Rock & Folk

Nirvana

- ISABELLE CHELLEY

“NEVERMIND” DGC

En septembre 1991, lorsque Nirvana sort “Nevermind”, deuxième album succédant au très abrasif “Bleach”, le grunge n’est pas encore un phénomène et une bonne partie de la population mondiale serait bien incapable de placer Seattle sur une carte. D’ailleurs, le futur lauréat des listes de disques les plus influents du 20e siècle bénéficie d’une promotion minimale — le label escomptait un succès d’estime — et fait peu de vagues dans la presse musicale.
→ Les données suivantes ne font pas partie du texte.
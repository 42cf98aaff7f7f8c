//! 3D primitives as `Mesh`s

use crate::errors::ValidationError;
use crate::float_types::{EPSILON, PI, Real, TAU};
use crate::mesh::Mesh;
use crate::mesh::polygon::Polygon;
use crate::mesh::vertex::Vertex;
use nalgebra::{Point3, Vector3};
use std::fmt::Debug;

impl<S: Clone + Debug + Send + Sync> Mesh<S> {
    /// Axis-aligned box with one corner at the origin spanning
    /// `[0, width] × [0, length] × [0, height]`.
    ///
    /// ```text
    ///     7-------6
    ///    /|      /|
    ///   4-------5 |
    ///   | |     | |
    ///   | 3-----|-2
    ///   |/      |/
    ///   0-------1
    /// ```
    pub fn cuboid(width: Real, length: Real, height: Real, metadata: Option<S>) -> Mesh<S> {
        let corners = [
            Point3::new(0.0, 0.0, 0.0),
            Point3::new(width, 0.0, 0.0),
            Point3::new(width, length, 0.0),
            Point3::new(0.0, length, 0.0),
            Point3::new(0.0, 0.0, height),
            Point3::new(width, 0.0, height),
            Point3::new(width, length, height),
            Point3::new(0.0, length, height),
        ];

        // (indices, normal) with counter-clockwise winding seen from outside
        let faces: [([usize; 4], Vector3<Real>); 6] = [
            ([0, 3, 2, 1], -Vector3::z()),
            ([4, 5, 6, 7], Vector3::z()),
            ([0, 1, 5, 4], -Vector3::y()),
            ([3, 7, 6, 2], Vector3::y()),
            ([0, 4, 7, 3], -Vector3::x()),
            ([1, 2, 6, 5], Vector3::x()),
        ];

        let polygons: Vec<Polygon<S>> = faces
            .iter()
            .map(|(indices, normal)| {
                let vertices = indices
                    .iter()
                    .map(|&i| Vertex::new(corners[i], *normal))
                    .collect();
                Polygon::new(vertices, metadata.clone())
            })
            .collect();

        Mesh::from_polygons(&polygons, metadata)
    }

    pub fn cube(width: Real, metadata: Option<S>) -> Mesh<S> {
        Self::cuboid(width, width, width, metadata)
    }

    /// UV sphere centred at the origin with its poles on the Z axis.
    ///
    /// `segments` is the number of longitudinal slices, `stacks` the number of
    /// latitudinal bands. Cap bands are triangles; every other band is made of
    /// planar isosceles trapezoids.
    pub fn sphere(radius: Real, segments: usize, stacks: usize, metadata: Option<S>) -> Mesh<S> {
        let segments = segments.max(3);
        let stacks = stacks.max(2);

        let point = |i: usize, j: usize| {
            let theta = TAU * (i % segments) as Real / segments as Real;
            let phi = PI * j as Real / stacks as Real;
            let normal = Vector3::new(theta.cos() * phi.sin(), theta.sin() * phi.sin(), phi.cos());
            Vertex::new(Point3::from(normal * radius), normal)
        };

        let mut polygons = Vec::with_capacity(segments * stacks);
        for i in 0..segments {
            for j in 0..stacks {
                let vertices = if j == 0 {
                    vec![point(i, 0), point(i, 1), point(i + 1, 1)]
                } else if j + 1 == stacks {
                    vec![point(i, j), point(i, stacks), point(i + 1, j)]
                } else {
                    vec![point(i, j), point(i, j + 1), point(i + 1, j + 1), point(i + 1, j)]
                };
                polygons.push(Polygon::new(vertices, metadata.clone()));
            }
        }

        Mesh::from_polygons(&polygons, metadata)
    }

    /// Right circular cylinder along +Z from z = 0 to z = `height`.
    pub fn cylinder(radius: Real, height: Real, segments: usize, metadata: Option<S>) -> Mesh<S> {
        Self::frustum(radius, radius, height, segments, metadata)
    }

    /// Truncated cone along +Z: `radius1` at z = 0, `radius2` at z = `height`.
    /// Either radius may be zero to produce a cone.
    pub fn frustum(
        radius1: Real,
        radius2: Real,
        height: Real,
        segments: usize,
        metadata: Option<S>,
    ) -> Mesh<S> {
        let segments = segments.max(3);
        let ring = |radius: Real, z: Real| -> Vec<Point3<Real>> {
            (0..segments)
                .map(|i| {
                    let angle = TAU * i as Real / segments as Real;
                    Point3::new(radius * angle.cos(), radius * angle.sin(), z)
                })
                .collect()
        };
        let bottom = ring(radius1, 0.0);
        let top = ring(radius2, height);

        let mut polygons = Vec::with_capacity(segments + 2);

        if radius1 > EPSILON {
            let cap = bottom
                .iter()
                .rev()
                .map(|p| Vertex::new(*p, -Vector3::z()))
                .collect();
            polygons.push(Polygon::new(cap, metadata.clone()));
        }
        if radius2 > EPSILON {
            let cap = top.iter().map(|p| Vertex::new(*p, Vector3::z())).collect();
            polygons.push(Polygon::new(cap, metadata.clone()));
        }

        for i in 0..segments {
            let j = (i + 1) % segments;
            let mid = (bottom[i].coords + bottom[j].coords + top[i].coords + top[j].coords) * 0.25;
            let side_normal = Vector3::new(mid.x, mid.y, 0.0)
                .try_normalize(Real::EPSILON)
                .unwrap_or_else(Vector3::x);
            let mut vertices = vec![Vertex::new(bottom[i], side_normal)];
            if radius1 > EPSILON {
                vertices.push(Vertex::new(bottom[j], side_normal));
            }
            vertices.push(Vertex::new(top[j], side_normal));
            if radius2 > EPSILON {
                vertices.push(Vertex::new(top[i], side_normal));
            }
            polygons.push(Polygon::new(vertices, metadata.clone()));
        }

        Mesh::from_polygons(&polygons, metadata)
    }

    /// Creates a polyhedron from raw vertex data and face indices.
    ///
    /// Faces are wound counter-clockwise seen from outside; non-triangular
    /// faces are fan-triangulated so they need only be star-shaped from their
    /// first vertex.
    ///
    /// ```
    /// # use fixturegen::mesh::Mesh;
    /// let pts = &[
    ///     [0.0, 0.0, 0.0],
    ///     [1.0, 0.0, 0.0],
    ///     [1.0, 1.0, 0.0],
    ///     [0.0, 1.0, 0.0],
    ///     [0.5, 0.5, 1.0],
    /// ];
    /// let faces: &[&[usize]] = &[&[0, 3, 2, 1], &[0, 1, 4], &[1, 2, 4], &[2, 3, 4], &[3, 0, 4]];
    /// let pyramid = Mesh::<()>::polyhedron(pts, faces, None).unwrap();
    /// assert_eq!(pyramid.polygons.len(), 6);
    /// ```
    pub fn polyhedron(
        points: &[[Real; 3]],
        faces: &[&[usize]],
        metadata: Option<S>,
    ) -> Result<Mesh<S>, ValidationError> {
        let mut polygons = Vec::with_capacity(faces.len());
        for face in faces {
            if let Some(&index) = face.iter().find(|&&idx| idx >= points.len()) {
                return Err(ValidationError::IndexOutOfRange {
                    index,
                    len: points.len(),
                });
            }
            let Some(&first) = face.first() else {
                continue;
            };
            if face.len() < 3 {
                let [x, y, z] = points[first];
                return Err(ValidationError::TooFewPoints(Point3::new(x, y, z)));
            }
            let pos = |idx: usize| {
                let [x, y, z] = points[idx];
                Point3::new(x, y, z)
            };
            for pair in face[1..].windows(2) {
                let tri = vec![
                    Vertex::new(pos(first), Vector3::zeros()),
                    Vertex::new(pos(pair[0]), Vector3::zeros()),
                    Vertex::new(pos(pair[1]), Vector3::zeros()),
                ];
                let mut polygon = Polygon::new(tri, metadata.clone());
                polygon.set_new_normal();
                polygons.push(polygon);
            }
        }
        Ok(Mesh::from_polygons(&polygons, metadata))
    }
}

#[cfg(test)]
mod tests {
    use super::*;
    use crate::traits::CSG;

    #[test]
    fn sphere_is_closed_and_round() {
        let sphere: Mesh<()> = Mesh::sphere(1.0, 32, 16, None);
        let bb = sphere.bounding_box();
        assert!((bb.maxs.z - 1.0).abs() < 1e-9);
        assert!((bb.mins.z + 1.0).abs() < 1e-9);
        let exact = 4.0 / 3.0 * PI;
        assert!(sphere.volume() > 0.9 * exact && sphere.volume() < exact);
        for poly in &sphere.polygons {
            assert!(poly.vertices.len() == 3 || poly.vertices.len() == 4);
        }
    }

    #[test]
    fn cylinder_volume() {
        let cyl: Mesh<()> = Mesh::cylinder(2.0, 5.0, 64, None);
        let exact = PI * 4.0 * 5.0;
        assert!((cyl.volume() - exact).abs() / exact < 0.01);
    }

    #[test]
    fn cone_has_no_top_cap() {
        let cone: Mesh<()> = Mesh::frustum(1.0, 0.0, 2.0, 8, None);
        // bottom cap + 8 triangular sides
        assert_eq!(cone.polygons.len(), 9);
        assert!(cone.volume() > 0.0);
    }

    #[test]
    fn polyhedron_rejects_bad_index() {
        let pts = &[[0.0, 0.0, 0.0], [1.0, 0.0, 0.0], [0.0, 1.0, 0.0]];
        let faces: &[&[usize]] = &[&[0, 1, 5]];
        let err = Mesh::<()>::polyhedron(pts, faces, None).unwrap_err();
        assert_eq!(err, ValidationError::IndexOutOfRange { index: 5, len: 3 });
    }
}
Heureuseme­nt, les college radios ne l’entendent pas de cette oreille et diffusent en boucle le premier single, ce “Smells Like Teen Spirit” qui va propulser le trio dans la stratosphè­re et Kurt Cobain en enfer. Ouvrant l’album sur une note entêtante, la chanson, qualifiée par son auteur de plagiat des Pixies avec sa dynamique loud/ quiet/ loud, devient, avant fin 1991, un incontourn­able de MTV grâce à ses explosions de guitare et de batterie et la voix de chat écorché de Cobain hurlant des paroles sans queue ni tête (“A mulatto/ An albino/ A mosquito/

My libido”). Les ventes de “Nevermind” décollent en flèche et le groupe aurait pu rejoindre les rangs des one-hit wonders s’il n’y avait pas eu le reste. C’est-à-dire onze autres morceaux incroyable­s, combinant énergie primitive punk et sensibilit­é pop, rage adolescent­e et finesse, riffs costauds et voix à fleur de peau. Le tout imprégné d’humour grinçant (souvent incompris) et d’émotions à vif. Biberonné à la pop des Beatles ou des Pastels, à Kiss et Black Sabbath, Cobain a trouvé ici une nouvelle voie, contribué à initier une révolution sonore et à renvoyer le hair metal au vestiaire, comme les punks l’ont fait quinze ans auparavant avec les prog-rockers. Plus de vingt ans après, c’est un poncif de qualifier “Nevermind” de classique. Et pourtant. On a beau le connaître sous tous les angles, on ne se lasse pas du faussement naïf “In Bloom”, de la mélancolie de “Something In The Way”, du hardcore rugueux de “Breed”, de l’ironie noire de “Lithium” ou de “Come As You Are” et de “Polly” où Cobain, garçon sensible et féministe, glace le sang en se glissant dans la peau d’un violeur sadique, inspiré par un fait divers. “Nevermind” se vendra à plus de 25 millions d’exemplaire­s et fera de Kurt Cobain un porte-parole de la jeunesse paumée, auteur malgré lui d’un hymne génération­nel. Un martyr aussi. Depuis, on attend la prochaine révolution musicale.